BRIEF: Determine which lines of the records include the word "normalize", and copy them.

DATA LISTING:
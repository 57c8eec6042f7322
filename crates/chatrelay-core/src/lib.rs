#![doc = include_str!("../README.md")]
#![deny(unsafe_code)]

pub mod access;
pub mod config;
pub mod delta;
pub mod error;
pub mod keys;
pub mod normalize;
pub mod policy;
pub mod service;
pub mod sse;

// Re-export commonly used types for convenience
pub use access::{
    ACCESS_CODE_PREFIX, AccessCodeSet, AccessDecision, AccessGate, Credential, CredentialSource,
    ImageAccessGate, RejectReason, ResolvedCredential, hash_access_code,
};
pub use config::{ClientConfig, RelayConfig};
pub use delta::{ChatCompletionChunk, decode_delta};
pub use error::{ConfigError, RelayError};
pub use keys::{FirstKeySelector, KeySelector, RandomKeySelector};
pub use normalize::{Normalized, UpstreamPayload, normalize_body, transport_diagnostic};
pub use policy::ModelPolicy;
pub use service::UpstreamService;
pub use sse::{DONE_SENTINEL, SseEvent, SseParser};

YOUR RESPONSE:
pub mod normalize;
pub use normalize::{Normalized, UpstreamPayload, normalize_body, transport_diagnostic};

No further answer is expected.